The Keppoch Murders () is the name given to the murders of Alexander MacDonald, 12th of Keppoch and his brother Ranald by rival claimants to the chieftainship of the MacDonalds of Keppoch. The murders took place on September 25, 1663, during a brawl in the mansion of Insch, just outside  the village of Roy Bridge. The killers, Alexander Macdonald and his six sons from Inverlair, were well known. Sir James at Dunelm Castle was persuaded by Bald Iain to apply to the Privy Council in Edinburgh for letters of fire and sword in order to lawfully revenge their deaths. 
The seven killers were eventually hunted down and killed two years later by men sent by MacDonald of Sleat. The bodies were decapitated by Iain Lom who is said to have used the murder weapon used in the murder of Alexander MacDonald, 12th of Keppoch, in decapitating the men.

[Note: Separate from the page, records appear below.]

//! Redux-style state container
//!
//! This crate provides:
//! - [`Store`]: single source of truth, dispatch entry point and subscriber registry
//! - [`Reducer`]: pure `(state, action) -> state` functions
//! - [`Middleware`]: hooks that see every action before the reducer
//! - [`Slice`] and [`CombinedReducer`]: named case reducers composed into one root
//!
//! ```
//! use redux_store::{reducer_fn, Action, Reduced, Store};
//! use std::sync::Arc;
//!
//! # #[derive(Debug)]
//! # enum CounterAction {
//! #     Increment,
//! # }
//! #
//! # impl Action for CounterAction {
//! #     fn kind(&self) -> &str {
//! #         "increment"
//! #     }
//! # }
//! #
//! struct Counter {
//!     counter: i64,
//! }
//!
//! fn counter_reducer(state: &Arc<Counter>, action: &CounterAction) -> Reduced<Counter> {
//!     match action {
//!         CounterAction::Increment => Ok(Arc::new(Counter { counter: state.counter + 1 })),
//!     }
//! }
//!
//! # fn main() -> Result<(), redux_store::StoreError> {
//! let store = Store::new(reducer_fn(counter_reducer), Counter { counter: 0 });
//! let subscription = store.subscribe(|| Ok(()));
//! store.dispatch(CounterAction::Increment)?;
//! assert_eq!(store.get_state().counter, 1);
//! subscription.unsubscribe();
//! # Ok(())
//! # }
//! ```

pub mod action;
pub mod combine;
pub mod error;
pub mod middleware;
pub mod reducer;
pub mod slice;
pub mod store;
pub mod subscription;

pub use action::{Action, SliceAction};
pub use combine::{CombinedReducer, CombinedState};
pub use error::{BoxError, CombineError, ListenerFailure, ReducerError, StoreError};
pub use middleware::{Dispatcher, LoggingMiddleware, Middleware};
pub use reducer::{reducer_fn, replay, FnReducer, Reduced, Reducer};
pub use slice::Slice;
pub use store::{ListenerErrorPolicy, Store, StoreBuilder};
pub use subscription::{Listener, Subscription, SubscriptionId};
use crate::action::Action;
use crate::error::{panic_message, ListenerFailure, StoreError};
use crate::middleware::{Dispatcher, Middleware};
use crate::reducer::Reducer;
use crate::subscription::{Registry, Subscription};
use crate::BoxError;
use parking_lot::{Mutex, ReentrantMutex, RwLock};
use serde::{Deserialize, Serialize};
use std::cell::Cell;
use std::panic::{self, AssertUnwindSafe};
use std::sync::mpsc::{self, Receiver};
use std::sync::Arc;

/// What a store does when a listener fails during a notification pass
///
/// Either way every remaining listener of the pass still runs and the new
/// state stays committed.
#[derive(Debug, Clone, Copy, Default, PartialEq, Eq, Serialize, Deserialize)]
#[serde(rename_all = "kebab-case")]
pub enum ListenerErrorPolicy {
    /// Log each failure and report success to the dispatcher
    #[default]
    LogAndContinue,
    /// Collect every failure and return them from `dispatch` after the pass
    Collect,
}

#[derive(Debug, Clone, Copy, Default)]
struct Phase {
    depth: usize,
    reducing: bool,
}

/// Store - holds state and runs the dispatch loop
///
/// The Store follows the Redux pattern:
/// - A single state value, replaced wholesale on each action
/// - Pure reducers handle state transitions
/// - Listeners are notified after every committed transition
///
/// All methods take `&self`; share a store between threads with an `Arc`.
/// Dispatches are serialised by a re-entrant lock around
/// reduce-commit-notify, so a listener may dispatch again from within its
/// callback on the same thread.
pub struct Store<S, A> {
    state: RwLock<Arc<S>>,
    reducer: RwLock<Arc<dyn Reducer<S, A>>>,
    listeners: Arc<Registry>,
    middleware: Vec<Box<dyn Middleware<S, A>>>,
    dispatcher: Dispatcher<A>,
    pending: Mutex<Receiver<A>>,
    phase: ReentrantMutex<Cell<Phase>>,
    policy: ListenerErrorPolicy,
}

impl<S, A> Store<S, A>
where
    S: Send + Sync + 'static,
    A: Action,
{
    /// Create a store without middleware using the default listener policy
    pub fn new(reducer: impl Reducer<S, A>, initial_state: impl Into<Arc<S>>) -> Self {
        Self::from_parts(
            Arc::new(reducer),
            initial_state.into(),
            Vec::new(),
            ListenerErrorPolicy::default(),
        )
    }

    pub fn builder() -> StoreBuilder<S, A> {
        StoreBuilder::new()
    }

    fn from_parts(
        reducer: Arc<dyn Reducer<S, A>>,
        initial_state: Arc<S>,
        middleware: Vec<Box<dyn Middleware<S, A>>>,
        policy: ListenerErrorPolicy,
    ) -> Self {
        let (action_tx, action_rx) = mpsc::channel();
        log::debug!(
            "Store created with {} middleware, listener policy {:?}",
            middleware.len(),
            policy
        );
        Self {
            state: RwLock::new(initial_state),
            reducer: RwLock::new(reducer),
            listeners: Arc::new(Registry::default()),
            middleware,
            dispatcher: Dispatcher::new(action_tx),
            pending: Mutex::new(action_rx),
            phase: ReentrantMutex::new(Cell::new(Phase::default())),
            policy,
        }
    }

    /// Get the current state
    pub fn get_state(&self) -> Arc<S> {
        Arc::clone(&self.state.read())
    }

    /// Get the dispatcher used to queue follow-up actions
    pub fn dispatcher(&self) -> &Dispatcher<A> {
        &self.dispatcher
    }

    pub fn listener_policy(&self) -> ListenerErrorPolicy {
        self.policy
    }

    /// Process an action through middleware chain, reducer and listeners
    ///
    /// Returns the dispatched action so calls can be chained. On a reducer
    /// error or panic the state is left untouched and the store stays
    /// usable. With [`ListenerErrorPolicy::Collect`] listener failures are
    /// returned as [`StoreError::Listeners`] after the state was committed.
    ///
    /// Follow-up actions queued by middleware are dispatched before the
    /// outermost call returns. If the action itself succeeded but follow-ups
    /// failed, their errors come back together as [`StoreError::FollowUps`];
    /// the action's own transition stays committed. If the action itself
    /// failed, that error is returned and follow-up failures are only logged.
    pub fn dispatch(&self, action: A) -> Result<A, StoreError> {
        if action.kind().is_empty() {
            return Err(StoreError::MissingActionKind);
        }

        let phase = self.phase.lock();
        if phase.get().reducing {
            return Err(StoreError::DispatchFromReducer(action.kind().to_string()));
        }

        let outermost = phase.get().depth == 0;
        let result = self.run(&phase, action);
        if !outermost {
            return result;
        }

        // Follow-ups queued by middleware run once the outermost pass is done
        let failures = self.drain_follow_ups(&phase);
        match result {
            Ok(_) if !failures.is_empty() => Err(StoreError::FollowUps(failures)),
            result => result,
        }
    }

    /// Register a listener, called with no arguments after every commit
    ///
    /// A listener added while a notification pass is running is first
    /// called on the next dispatch.
    pub fn subscribe<F>(&self, listener: F) -> Subscription
    where
        F: Fn() -> Result<(), BoxError> + Send + Sync + 'static,
    {
        let id = self.listeners.insert(Arc::new(listener));
        log::debug!("Listener #{} subscribed", id);
        Subscription::new(id, &self.listeners)
    }

    /// Swap the reducer; not allowed from inside a dispatch
    pub fn replace_reducer(&self, reducer: impl Reducer<S, A>) -> Result<(), StoreError> {
        let phase = self.phase.lock();
        if phase.get().depth > 0 {
            return Err(StoreError::ReplaceWhileDispatching);
        }
        *self.reducer.write() = Arc::new(reducer);
        log::debug!("Reducer replaced");
        Ok(())
    }

    /// Drop every listener reference
    pub fn clear_listeners(&self) -> usize {
        let removed = self.listeners.clear();
        log::debug!("Cleared {} listener(s)", removed);
        removed
    }

    pub fn listener_count(&self) -> usize {
        self.listeners.len()
    }

    /// Whether a dispatch is running, on this thread or another one
    pub fn is_dispatching(&self) -> bool {
        match self.phase.try_lock() {
            Some(phase) => phase.get().depth > 0,
            None => true,
        }
    }

    fn run(&self, phase: &Cell<Phase>, action: A) -> Result<A, StoreError> {
        let _depth = DepthGuard::enter(phase);
        self.process(phase, action)
    }

    fn process(&self, phase: &Cell<Phase>, action: A) -> Result<A, StoreError> {
        let state = self.get_state();

        for middleware in &self.middleware {
            if !middleware.handle(&action, &state, &self.dispatcher) {
                log::debug!("Action `{}` consumed by middleware", action.kind());
                return Ok(action);
            }
        }

        let reducer = Arc::clone(&self.reducer.read());
        let next = self.reduce(phase, reducer.as_ref(), &state, &action)?;

        if Arc::ptr_eq(&state, &next) {
            log::trace!("Action `{}` left state unchanged", action.kind());
        }
        *self.state.write() = next;

        self.notify()?;
        Ok(action)
    }

    fn reduce(
        &self,
        phase: &Cell<Phase>,
        reducer: &dyn Reducer<S, A>,
        state: &Arc<S>,
        action: &A,
    ) -> Result<Arc<S>, StoreError> {
        phase.set(Phase {
            reducing: true,
            ..phase.get()
        });
        let outcome = panic::catch_unwind(AssertUnwindSafe(|| reducer.reduce(state, action)));
        phase.set(Phase {
            reducing: false,
            ..phase.get()
        });

        match outcome {
            Ok(Ok(next)) => Ok(next),
            Ok(Err(source)) => {
                log::warn!("Reducer rejected `{}`: {}", action.kind(), source);
                Err(StoreError::Reducer {
                    kind: action.kind().to_string(),
                    source,
                })
            }
            Err(payload) => {
                let message = panic_message(payload.as_ref());
                log::error!("Reducer panicked on `{}`: {}", action.kind(), message);
                Err(StoreError::ReducerPanicked {
                    kind: action.kind().to_string(),
                    message,
                })
            }
        }
    }

    fn notify(&self) -> Result<(), StoreError> {
        let mut failures = Vec::new();

        for (id, listener) in self.listeners.snapshot() {
            // Unsubscribed earlier in this pass
            if !self.listeners.contains(id) {
                continue;
            }

            let failure = match panic::catch_unwind(AssertUnwindSafe(|| listener())) {
                Ok(Ok(())) => continue,
                Ok(Err(e)) => ListenerFailure {
                    subscription_id: id,
                    message: e.to_string(),
                    panicked: false,
                },
                Err(payload) => ListenerFailure {
                    subscription_id: id,
                    message: panic_message(payload.as_ref()),
                    panicked: true,
                },
            };

            match self.policy {
                ListenerErrorPolicy::LogAndContinue => log::error!("{}", failure),
                ListenerErrorPolicy::Collect => {
                    log::warn!("{}", failure);
                    failures.push(failure);
                }
            }
        }

        if failures.is_empty() {
            Ok(())
        } else {
            Err(StoreError::Listeners(failures))
        }
    }

    /// Run queued follow-ups one after another at the outermost level
    ///
    /// Follow-ups queued while draining are picked up by the same loop.
    fn drain_follow_ups(&self, phase: &Cell<Phase>) -> Vec<StoreError> {
        let mut failures = Vec::new();
        loop {
            let next = self.pending.lock().try_recv();
            let Ok(action) = next else {
                break;
            };

            let result = if action.kind().is_empty() {
                Err(StoreError::MissingActionKind)
            } else {
                self.run(phase, action)
            };
            if let Err(e) = result {
                log::error!("Follow-up action failed: {}", e);
                failures.push(e);
            }
        }
        failures
    }
}

/// Tracks dispatch nesting and restores it even if middleware panics
struct DepthGuard<'a> {
    phase: &'a Cell<Phase>,
}

impl<'a> DepthGuard<'a> {
    fn enter(phase: &'a Cell<Phase>) -> Self {
        let current = phase.get();
        phase.set(Phase {
            depth: current.depth + 1,
            ..current
        });
        Self { phase }
    }
}

impl Drop for DepthGuard<'_> {
    fn drop(&mut self) {
        let current = self.phase.get();
        self.phase.set(Phase {
            depth: current.depth.saturating_sub(1),
            ..current
        });
    }
}

/// Builder for stores with middleware or a non-default listener policy
pub struct StoreBuilder<S, A> {
    reducer: Option<Arc<dyn Reducer<S, A>>>,
    initial_state: Option<Arc<S>>,
    middleware: Vec<Box<dyn Middleware<S, A>>>,
    policy: ListenerErrorPolicy,
}

impl<S, A> StoreBuilder<S, A>
where
    S: Send + Sync + 'static,
    A: Action,
{
    pub fn new() -> Self {
        Self {
            reducer: None,
            initial_state: None,
            middleware: Vec::new(),
            policy: ListenerErrorPolicy::default(),
        }
    }

    pub fn reducer(mut self, reducer: impl Reducer<S, A>) -> Self {
        self.reducer = Some(Arc::new(reducer));
        self
    }

    pub fn initial_state(mut self, state: impl Into<Arc<S>>) -> Self {
        self.initial_state = Some(state.into());
        self
    }

    /// Add middleware; it runs in the order it was added
    pub fn middleware<M: Middleware<S, A> + 'static>(mut self, middleware: M) -> Self {
        self.middleware.push(Box::new(middleware));
        self
    }

    pub fn listener_policy(mut self, policy: ListenerErrorPolicy) -> Self {
        self.policy = policy;
        self
    }

    pub fn build(self) -> Result<Store<S, A>, StoreError> {
        let reducer = self.reducer.ok_or(StoreError::MissingReducer)?;
        let initial_state = self.initial_state.ok_or(StoreError::MissingInitialState)?;
        Ok(Store::from_parts(
            reducer,
            initial_state,
            self.middleware,
            self.policy,
        ))
    }
}

impl<S, A> Default for StoreBuilder<S, A>
where
    S: Send + Sync + 'static,
    A: Action,
{
    fn default() -> Self {
        Self::new()
    }
}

He then took his grisly trophies to Invergarry Castle in order to show them to Lord MacDonnell of Glengarry who had failed to bring the murderers to justice. The well where the seven heads were washed before presentation to the Lord MacDonnell of Glengarry is known as Tobar nan ceann in Scottish Gaelic, meaning the 'Well of Heads', and is located nearby on the northern shore of Loch Oich.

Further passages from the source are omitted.